Herpes Dating - Matchmaking and Dating for those with Herpes
It's easy to give up on dating altogether when you find out that you have genital herpes. That's the only logical choice right? Of course not, but there are changes you have to make once you get the unfortunate diagnosis. In the United States, roughly one out of every five individuals has genital herpes, so at the very least you can rest assured that you're not alone. Dating for those with herpes is a bit different than dating for those without it, but it is anything but impossible.
First off, if you suspect you might have herpes (the obvious symptom is a sore or sores in the genital area) but aren't sure, then get tested. It's estimated that an astounding 80% of those with herpes do not realize they have it, which is one reason why so many people do have it (as people pass it along accidentally). A little known fact about genital herpes is that it can be contracted during oral sex even if neither partner has genital herpes (if the partner giving the oral sex has any type of cold sores in or on the mouth), so if you have any doubt at all then it's best that you find out.
There are prescriptions available (you may have seen commercials for products such as Valtrex) that reduce the chances of you passing genital herpes on to your partner. Health insurance, in nearly all cases, covers a portion of the cost of these types of drugs. It still won't be cheap, but this is an expense that you should try to fit into your budget for the sake of your current and future sexual partners. When you have that awkward conversation informing someone that you have herpes, adding on the fact that you're on medication to prevent transmission can have a way of softening the blow.
When it comes to the initial approaches, reactions and courtships associated with dating, there's no obligation to go about things any differently than you did before you had herpes.

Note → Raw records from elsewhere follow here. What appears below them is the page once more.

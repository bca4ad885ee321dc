//! Read-through memoization of solar noons.
//!
//! Solar noon is a pure function of `(date, longitude)`, so entries never go stale and the
//! cache needs no eviction for correctness. A miss computes the value with
//! [`AstronomicalNoon`] outside of any lock; two racing misses for the same key compute the
//! same instant and the first insert wins.
use ahash::AHashMap;
use parking_lot::RwLock;
use tracing::trace;

use crate::geo::GeoReference;
use crate::solar_noon::{AstronomicalNoon, NoonSource};
use crate::time::{CalendarDate, Instant};

#[derive(Debug, Clone, Copy, PartialEq, Eq, Hash)]
struct NoonKey {
    date: CalendarDate,
    longitude_bits: u64,
}

impl NoonKey {
    fn new(date: CalendarDate, geo: GeoReference) -> Self {
        NoonKey {
            date,
            longitude_bits: geo.longitude().to_bits(),
        }
    }
}

#[derive(Debug, Default)]
pub(crate) struct NoonCache {
    entries: RwLock<AHashMap<NoonKey, Instant>>,
}

impl NoonCache {
    pub(crate) fn new() -> Self {
        Self::default()
    }

    pub(crate) fn len(&self) -> usize {
        self.entries.read().len()
    }

    pub(crate) fn clear(&self) {
        self.entries.write().clear();
    }
}

impl NoonSource for NoonCache {
    fn solar_noon(&self, date: CalendarDate, geo: GeoReference) -> Instant {
        let key = NoonKey::new(date, geo);
        if let Some(noon) = self.entries.read().get(&key) {
            return *noon;
        }

        let noon = AstronomicalNoon.solar_noon(date, geo);
        trace!(date = %date, geo = %geo, noon = %noon, "solar noon cached");
        *self.entries.write().entry(key).or_insert(noon)
    }
}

It's really no one's business unless you either want them to know or they have any risk of contracting the condition from you. There's no evidence to support that genital herpes can be passed through hugging, cuddling, kissing or anything else short of sex (specifically the touching of the skin in the boxer shorts area, which is where the virus lives; keep your pants on).
Putting all your information on the table up front can also be considered though; the big advantage of being forward about it (before or during your first date) is that there's not much risk of hurting anyone's feelings if no feelings have developed. I would tend to recommend keeping your condition private until you see a real possibility for a relationship (you want people to get to know you for who are you are, not for what you have), but if the thought of becoming attached to people who might opt out of a relationship once you tell them about your situation seems unbearable to you, then you may want to tell them before you become attached. With no emotional investment and no real feelings established though, the risk of rejection will likely be a bit higher than it would be with someone who already feels a connection with you.
With any relationship that becomes serious, you will obviously have to tell your partner eventually (ie sometime before you sleep together; aside from being immoral, legal action against you can be pursued if you try to keep it a secret once a relationship has become intimate) that you have herpes. There is the potential for rejection at this point, acceptance (even in the form of “I do too”; remember that herpes is anything but uncommon), and sometimes shock and confusion (particularly when you're with someone who has never had this talk before). The most common response you will run across will probably be “I need a little bit of time to think about this”. This is a reality of having herpes, and while it's not always the most pleasant start to a sexual relationship, it's not wildly awful either (compared to informing someone that you have a terminal STD for example). It's best to bring the topic up during conversation, as opposed to during a make out session or when the two of you are about to sleep together for the first time. Telling someone through an email or instant message offers the advantage of allowing you to carefully consider what you want to say and how you want to say it, as well as allowing you to link to some resources to give your partner a bit more information (the risk of transmitting herpes, when condoms and medications like Valtrex are used regularly, is only an estimated 2-4% per year; this statistic may be comforting to your partner). Alternatively, telling your partner face to face or over the phone allows you to gauge his or her reaction more accurately. It ultimately boils down to whatever you're most comfortable with. Don't break into tears when you tell your partner and don't go into detail about how you got herpes and how unfair the situation was. Laying a blanket of regret, resentment and self-pity on your partner will not increase your chances of getting the reaction that you want.
Herpes is the skeleton in the closet for so many people that it might as well be called the jacket in the closet. The fact of the matter is that you're far from alone and your condition is one which, in the greater scheme of overall health, just isn't that bad. The first step in dating with herpes is to face your disease head on, accept it as the nuisance it is, and get over it. Once this has been accomplished then you are as valuable for the enhancement of someone's life as anyone else is, so act like it.